> [Task objective]
Report how many lines of the listing include the word "impl"; nothing else should be written.

<<<<

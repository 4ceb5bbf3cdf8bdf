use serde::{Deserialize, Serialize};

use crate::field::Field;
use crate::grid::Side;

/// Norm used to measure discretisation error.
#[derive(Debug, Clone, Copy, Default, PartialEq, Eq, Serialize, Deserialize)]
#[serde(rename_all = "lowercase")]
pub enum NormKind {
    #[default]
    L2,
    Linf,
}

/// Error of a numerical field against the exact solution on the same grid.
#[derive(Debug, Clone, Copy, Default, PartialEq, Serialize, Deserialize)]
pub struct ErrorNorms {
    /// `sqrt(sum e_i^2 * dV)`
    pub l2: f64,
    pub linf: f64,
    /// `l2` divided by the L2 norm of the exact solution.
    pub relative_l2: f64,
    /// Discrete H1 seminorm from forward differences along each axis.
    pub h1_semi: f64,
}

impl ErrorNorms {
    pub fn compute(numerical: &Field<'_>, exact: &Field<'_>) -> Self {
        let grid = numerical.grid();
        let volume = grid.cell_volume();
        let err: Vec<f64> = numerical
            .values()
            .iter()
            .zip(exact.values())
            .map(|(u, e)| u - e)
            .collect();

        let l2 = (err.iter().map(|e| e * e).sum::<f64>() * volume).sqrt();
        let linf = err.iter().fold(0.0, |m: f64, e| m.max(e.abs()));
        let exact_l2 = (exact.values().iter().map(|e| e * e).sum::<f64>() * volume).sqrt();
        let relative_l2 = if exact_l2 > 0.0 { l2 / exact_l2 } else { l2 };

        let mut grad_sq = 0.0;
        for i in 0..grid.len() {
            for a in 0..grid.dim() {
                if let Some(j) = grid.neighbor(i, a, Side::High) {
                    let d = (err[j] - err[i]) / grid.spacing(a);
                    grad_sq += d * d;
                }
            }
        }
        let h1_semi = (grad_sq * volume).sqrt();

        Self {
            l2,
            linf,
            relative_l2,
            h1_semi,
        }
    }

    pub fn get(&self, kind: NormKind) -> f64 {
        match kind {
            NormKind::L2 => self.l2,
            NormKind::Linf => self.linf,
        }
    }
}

>>>>
<<<<

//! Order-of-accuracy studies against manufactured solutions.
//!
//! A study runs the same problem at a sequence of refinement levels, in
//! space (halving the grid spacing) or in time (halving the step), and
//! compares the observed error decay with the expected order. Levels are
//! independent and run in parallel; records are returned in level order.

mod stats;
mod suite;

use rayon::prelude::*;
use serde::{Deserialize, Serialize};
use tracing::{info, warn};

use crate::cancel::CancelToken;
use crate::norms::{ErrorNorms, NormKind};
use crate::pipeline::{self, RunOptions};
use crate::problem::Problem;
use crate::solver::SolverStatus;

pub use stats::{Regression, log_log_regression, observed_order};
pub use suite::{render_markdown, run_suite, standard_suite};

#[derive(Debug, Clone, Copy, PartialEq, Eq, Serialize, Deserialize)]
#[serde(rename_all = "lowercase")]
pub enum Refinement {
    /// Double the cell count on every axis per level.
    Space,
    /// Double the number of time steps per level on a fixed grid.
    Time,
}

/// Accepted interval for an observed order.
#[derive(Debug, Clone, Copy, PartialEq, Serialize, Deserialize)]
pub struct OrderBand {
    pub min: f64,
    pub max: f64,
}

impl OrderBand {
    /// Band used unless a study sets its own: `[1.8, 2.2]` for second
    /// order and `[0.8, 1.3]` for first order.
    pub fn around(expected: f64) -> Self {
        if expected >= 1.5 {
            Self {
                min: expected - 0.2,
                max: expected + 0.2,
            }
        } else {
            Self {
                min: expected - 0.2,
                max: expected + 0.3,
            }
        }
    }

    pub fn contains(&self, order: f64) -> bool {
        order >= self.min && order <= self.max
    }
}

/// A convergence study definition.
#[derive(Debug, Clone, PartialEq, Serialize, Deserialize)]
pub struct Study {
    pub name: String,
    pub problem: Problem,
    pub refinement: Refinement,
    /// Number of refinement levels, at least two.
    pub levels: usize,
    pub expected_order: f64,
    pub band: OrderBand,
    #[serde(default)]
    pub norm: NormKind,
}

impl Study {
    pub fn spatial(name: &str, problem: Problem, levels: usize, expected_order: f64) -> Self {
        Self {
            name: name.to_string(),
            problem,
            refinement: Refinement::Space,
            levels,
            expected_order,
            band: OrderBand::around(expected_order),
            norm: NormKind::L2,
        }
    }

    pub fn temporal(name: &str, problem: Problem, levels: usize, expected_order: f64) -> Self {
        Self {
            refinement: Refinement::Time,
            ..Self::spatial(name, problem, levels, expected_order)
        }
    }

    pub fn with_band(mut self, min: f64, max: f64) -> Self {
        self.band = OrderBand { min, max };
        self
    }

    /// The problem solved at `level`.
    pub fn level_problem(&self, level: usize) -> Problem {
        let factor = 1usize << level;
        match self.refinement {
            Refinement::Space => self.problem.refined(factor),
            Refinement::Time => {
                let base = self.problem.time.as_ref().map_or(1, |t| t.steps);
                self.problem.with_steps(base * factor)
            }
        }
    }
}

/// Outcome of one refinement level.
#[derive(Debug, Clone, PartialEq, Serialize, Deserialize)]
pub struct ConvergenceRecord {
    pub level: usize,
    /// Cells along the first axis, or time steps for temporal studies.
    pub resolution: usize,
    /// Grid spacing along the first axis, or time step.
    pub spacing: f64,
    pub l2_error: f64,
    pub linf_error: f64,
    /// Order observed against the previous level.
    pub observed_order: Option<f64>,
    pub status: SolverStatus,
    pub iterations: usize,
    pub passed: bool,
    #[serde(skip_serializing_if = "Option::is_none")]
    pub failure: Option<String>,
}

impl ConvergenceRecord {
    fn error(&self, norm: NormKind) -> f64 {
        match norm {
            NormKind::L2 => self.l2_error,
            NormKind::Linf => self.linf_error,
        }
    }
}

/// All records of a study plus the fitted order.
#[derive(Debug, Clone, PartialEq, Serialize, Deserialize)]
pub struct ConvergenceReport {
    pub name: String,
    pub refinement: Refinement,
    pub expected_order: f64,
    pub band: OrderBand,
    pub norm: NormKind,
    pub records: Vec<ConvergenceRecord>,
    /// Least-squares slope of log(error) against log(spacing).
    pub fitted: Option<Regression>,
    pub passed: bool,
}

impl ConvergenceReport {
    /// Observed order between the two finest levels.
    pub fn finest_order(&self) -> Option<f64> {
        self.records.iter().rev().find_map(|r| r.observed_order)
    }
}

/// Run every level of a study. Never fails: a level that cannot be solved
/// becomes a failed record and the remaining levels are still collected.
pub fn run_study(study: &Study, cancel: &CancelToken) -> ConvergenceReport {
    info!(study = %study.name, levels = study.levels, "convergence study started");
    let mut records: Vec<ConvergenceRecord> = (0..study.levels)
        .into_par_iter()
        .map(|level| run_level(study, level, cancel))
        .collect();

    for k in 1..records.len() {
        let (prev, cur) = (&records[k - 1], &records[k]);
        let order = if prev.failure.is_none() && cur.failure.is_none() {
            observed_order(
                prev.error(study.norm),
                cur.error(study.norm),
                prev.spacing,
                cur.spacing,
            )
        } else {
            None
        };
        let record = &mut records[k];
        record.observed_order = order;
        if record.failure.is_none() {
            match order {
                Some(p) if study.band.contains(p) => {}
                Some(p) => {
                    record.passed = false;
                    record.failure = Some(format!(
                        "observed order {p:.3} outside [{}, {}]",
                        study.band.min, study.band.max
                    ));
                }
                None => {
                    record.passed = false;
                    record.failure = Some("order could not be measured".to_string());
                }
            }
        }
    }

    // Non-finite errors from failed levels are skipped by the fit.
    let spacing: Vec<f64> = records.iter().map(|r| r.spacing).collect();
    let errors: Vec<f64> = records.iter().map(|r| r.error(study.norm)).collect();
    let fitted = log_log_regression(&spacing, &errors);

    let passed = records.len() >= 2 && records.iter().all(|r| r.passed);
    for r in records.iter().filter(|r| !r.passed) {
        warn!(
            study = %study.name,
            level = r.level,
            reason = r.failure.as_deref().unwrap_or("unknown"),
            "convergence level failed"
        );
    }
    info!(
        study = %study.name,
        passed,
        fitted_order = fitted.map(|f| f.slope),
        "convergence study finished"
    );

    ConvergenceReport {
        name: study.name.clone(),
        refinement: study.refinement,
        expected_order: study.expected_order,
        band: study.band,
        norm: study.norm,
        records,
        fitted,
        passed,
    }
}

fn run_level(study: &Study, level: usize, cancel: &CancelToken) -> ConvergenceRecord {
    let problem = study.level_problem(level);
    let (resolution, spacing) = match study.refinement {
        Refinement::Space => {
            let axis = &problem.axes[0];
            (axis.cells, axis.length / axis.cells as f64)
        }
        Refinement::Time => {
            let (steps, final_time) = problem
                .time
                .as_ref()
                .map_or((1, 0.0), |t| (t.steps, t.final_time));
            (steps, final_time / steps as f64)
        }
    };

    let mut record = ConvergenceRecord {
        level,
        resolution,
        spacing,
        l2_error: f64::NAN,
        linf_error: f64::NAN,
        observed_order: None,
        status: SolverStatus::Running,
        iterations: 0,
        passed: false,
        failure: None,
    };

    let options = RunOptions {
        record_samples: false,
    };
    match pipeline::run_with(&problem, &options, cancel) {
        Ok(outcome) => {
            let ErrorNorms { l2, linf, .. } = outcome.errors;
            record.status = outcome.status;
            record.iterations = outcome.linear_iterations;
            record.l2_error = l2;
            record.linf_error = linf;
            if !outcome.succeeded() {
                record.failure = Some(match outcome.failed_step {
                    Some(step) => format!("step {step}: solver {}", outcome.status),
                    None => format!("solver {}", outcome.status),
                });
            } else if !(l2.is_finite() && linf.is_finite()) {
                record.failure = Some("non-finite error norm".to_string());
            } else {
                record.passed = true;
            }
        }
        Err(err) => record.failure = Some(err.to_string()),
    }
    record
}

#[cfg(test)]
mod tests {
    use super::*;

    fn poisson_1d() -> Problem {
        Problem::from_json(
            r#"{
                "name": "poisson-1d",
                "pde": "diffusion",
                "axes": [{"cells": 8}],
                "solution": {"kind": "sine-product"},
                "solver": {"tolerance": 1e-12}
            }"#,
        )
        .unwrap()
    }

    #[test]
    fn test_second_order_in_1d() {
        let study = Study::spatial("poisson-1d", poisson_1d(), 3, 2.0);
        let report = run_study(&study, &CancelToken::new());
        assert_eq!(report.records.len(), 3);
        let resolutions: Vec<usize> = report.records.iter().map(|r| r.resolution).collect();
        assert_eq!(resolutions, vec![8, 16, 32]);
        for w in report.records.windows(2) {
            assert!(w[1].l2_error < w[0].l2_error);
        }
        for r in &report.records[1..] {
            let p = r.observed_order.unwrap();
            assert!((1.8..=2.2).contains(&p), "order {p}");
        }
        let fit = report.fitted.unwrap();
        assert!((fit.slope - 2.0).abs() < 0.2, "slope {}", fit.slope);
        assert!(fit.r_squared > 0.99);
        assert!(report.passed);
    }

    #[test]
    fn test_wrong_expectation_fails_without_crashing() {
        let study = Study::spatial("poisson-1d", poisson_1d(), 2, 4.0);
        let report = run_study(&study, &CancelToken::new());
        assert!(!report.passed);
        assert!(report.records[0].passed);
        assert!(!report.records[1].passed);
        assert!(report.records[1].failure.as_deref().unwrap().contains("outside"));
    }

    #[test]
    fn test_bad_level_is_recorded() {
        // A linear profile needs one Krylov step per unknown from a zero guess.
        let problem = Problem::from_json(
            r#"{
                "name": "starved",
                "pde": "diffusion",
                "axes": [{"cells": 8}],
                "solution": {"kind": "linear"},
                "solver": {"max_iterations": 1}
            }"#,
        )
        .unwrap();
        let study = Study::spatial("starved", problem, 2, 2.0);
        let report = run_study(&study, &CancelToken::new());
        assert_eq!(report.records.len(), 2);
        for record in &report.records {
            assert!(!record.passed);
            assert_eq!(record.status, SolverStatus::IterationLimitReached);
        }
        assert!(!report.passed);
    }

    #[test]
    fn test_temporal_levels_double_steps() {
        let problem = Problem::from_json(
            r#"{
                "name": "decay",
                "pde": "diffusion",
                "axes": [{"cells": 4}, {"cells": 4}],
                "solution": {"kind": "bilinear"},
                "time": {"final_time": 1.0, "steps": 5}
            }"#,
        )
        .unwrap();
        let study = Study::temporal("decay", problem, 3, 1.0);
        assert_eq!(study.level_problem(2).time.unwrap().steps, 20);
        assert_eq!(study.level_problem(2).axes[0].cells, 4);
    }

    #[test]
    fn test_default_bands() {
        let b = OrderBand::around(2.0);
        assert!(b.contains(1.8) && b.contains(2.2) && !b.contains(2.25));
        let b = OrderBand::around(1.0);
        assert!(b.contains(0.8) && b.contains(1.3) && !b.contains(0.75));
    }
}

>>>>

> [Written response]
5